Question

A particle moves on the curve y = 3e^(x^2 + 1). Find the rate of change of the y-coordinate at the instant the x-coordinate is 2 ad the x-coordinate is changing at 1/12 units/second.

Can someone please post the solution to this problem.

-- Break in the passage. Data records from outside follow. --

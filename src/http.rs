//! Transport primitives for portal API calls.
//!
//! The pipeline's only dependency on an HTTP stack is [`HttpTransport`]: it receives an
//! [`ApiRequest`] whose path is already normalized relative to the API base and returns the
//! raw [`ApiResponse`] or a [`TransportError`]. Status handling (backoff, renewal, coalescing)
//! lives above the transport, so custom transports never need to reproduce it.

pub mod request;
pub mod response;

pub use request::*;
pub use response::*;

// self
use crate::{_prelude::*, error::TransportError};

/// Boxed future returned by [`HttpTransport::execute`].
pub type TransportFuture<'a> =
	Pin<Box<dyn Future<Output = Result<ApiResponse, TransportError>> + 'a + Send>>;

/// Abstraction over HTTP transports capable of executing portal API calls.
///
/// Implementations must be `Send + Sync + 'static` so a single transport can be shared by
/// every clone of the client and by coalesced calls that outlive their initiator. Timeouts
/// and aborts must be reported as [`TransportError::Timeout`] and
/// [`TransportError::Aborted`]; the pipeline relies on that distinction to keep transient
/// network failures from ending the session.
pub trait HttpTransport
where
	Self: 'static + Send + Sync,
{
	/// Sends `request` and resolves with the response, whatever its status.
	fn execute(&self, request: ApiRequest) -> TransportFuture<'_>;
}

/// Thin wrapper around [`ReqwestClient`] bound to the API base URL.
#[derive(Clone, Debug)]
pub struct ReqwestTransport {
	client: ReqwestClient,
	base_url: Url,
}
impl ReqwestTransport {
	/// Builds a transport with a default reqwest client.
	pub fn new(base_url: Url) -> Result<Self, crate::error::ConfigError> {
		let client = ReqwestClient::builder().build()?;

		Ok(Self::with_client(client, base_url))
	}

	/// Wraps an existing reqwest [`ReqwestClient`].
	pub fn with_client(client: ReqwestClient, base_url: Url) -> Self {
		Self { client, base_url }
	}

	/// Base URL every request path is appended to.
	pub fn base_url(&self) -> &Url {
		&self.base_url
	}

	/// Resolves a normalized path + query against the base URL.
	pub fn url_for(&self, path: &str, query: &[(String, String)]) -> Url {
		let mut url = self.base_url.clone();
		let joined = format!("{}{path}", url.path().trim_end_matches('/'));

		url.set_path(&joined);
		url.set_query(None);

		if !query.is_empty() {
			url.query_pairs_mut().extend_pairs(query);
		}

		url
	}

	fn build(&self, request: ApiRequest) -> Result<reqwest::Request, TransportError> {
		let url = self.url_for(&request.path, &request.query);
		let mut builder = self.client.request(request.method, url).headers(request.headers);

		if let Some(timeout) = request.timeout {
			builder = builder.timeout(timeout);
		}

		builder = match request.body {
			RequestBody::Empty => builder,
			RequestBody::Json(value) => builder.body(serde_json::to_vec(&value).map_err(|e| {
				TransportError::InvalidRequest { message: format!("JSON body failed to encode: {e}") }
			})?),
			RequestBody::Multipart(form) => builder.multipart(form.into_reqwest()?),
		};

		Ok(builder.build()?)
	}
}
impl HttpTransport for ReqwestTransport {
	fn execute(&self, request: ApiRequest) -> TransportFuture<'_> {
		Box::pin(async move {
			let request = self.build(request)?;
			let response = self.client.execute(request).await?;
			let status = response.status();
			let headers = response.headers().to_owned();
			let body = response.bytes().await?.to_vec();

			Ok(ApiResponse::new(status, headers, body))
		})
	}
}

I will give a medal.

Answer 1

looks like you are suppose to take x' as 1/12 instead of 1

Answer 2

So before we consider x' as something other than 1
do you know how to find dy/dx?

Answer 3

dy/dx would just be 6xe^(x^2+1), right?

Answer 4

\[\text{ so } y'=3e^{x^2+1}(2x)x' \\y'=6xe^{x^2+1}x' \\ y'=6xe^{x^2+1} \cdot \frac{1}{12} \\ y'=\frac{1}{2} xe^{x^2+1}\]
Find y' at x=2

Answer 5

On the first line you wrote that \[y' = 3e ^{x^2+1} (2x) x'\], how did you get x' in the equation?

Answer 6

x' is the rate of x

Answer 7

x' isn't 1 here

Answer 8

x' is 1/12

Answer 9

ok, apparently the derivative that I originally got did not have x' in it, can you please explain to me what I had done wrong?

Answer 10

\[D(x,y)=\sqrt{x^2+y^2} \\ D^2=x^2+y^2 \\ \text{ by chain rule we have } \\ 2D \frac{dD}{dt}=2x \frac{dx}{dt}+2y \frac{dy}{dt} \\ D \frac{dD}{dt}=x \frac{dx}{dt}+2 y \frac{dy}{dt}\]
and we just found dy/dt

Answer 11

dx/dt is given

Answer 12

oops that equation shouldn't have that 2 in it

Answer 13

so we are taking the derivative in respect to t?

Answer 14

\[D(x,y)=\sqrt{x^2+y^2} \\ D^2=x^2+y^2 \\ \text{ by chain rule we have } \\ 2D\frac{dD}{dt}=2x \frac{dx}{dt}+2y \frac{dy}{dt} \\ D \frac{dD}{dt}=x \frac{dx}{dt}+y \frac{dy}{dt}\]

Answer 15

yep

Answer 16

x'=dx/dt and y'=dy/dt

Answer 17

there has to be another variable in which x depends since x has rate other than 1

Answer 18

ahhhhh, that means that we have to do implicit differentiation in this problem, that makes sense. Thanks for the help!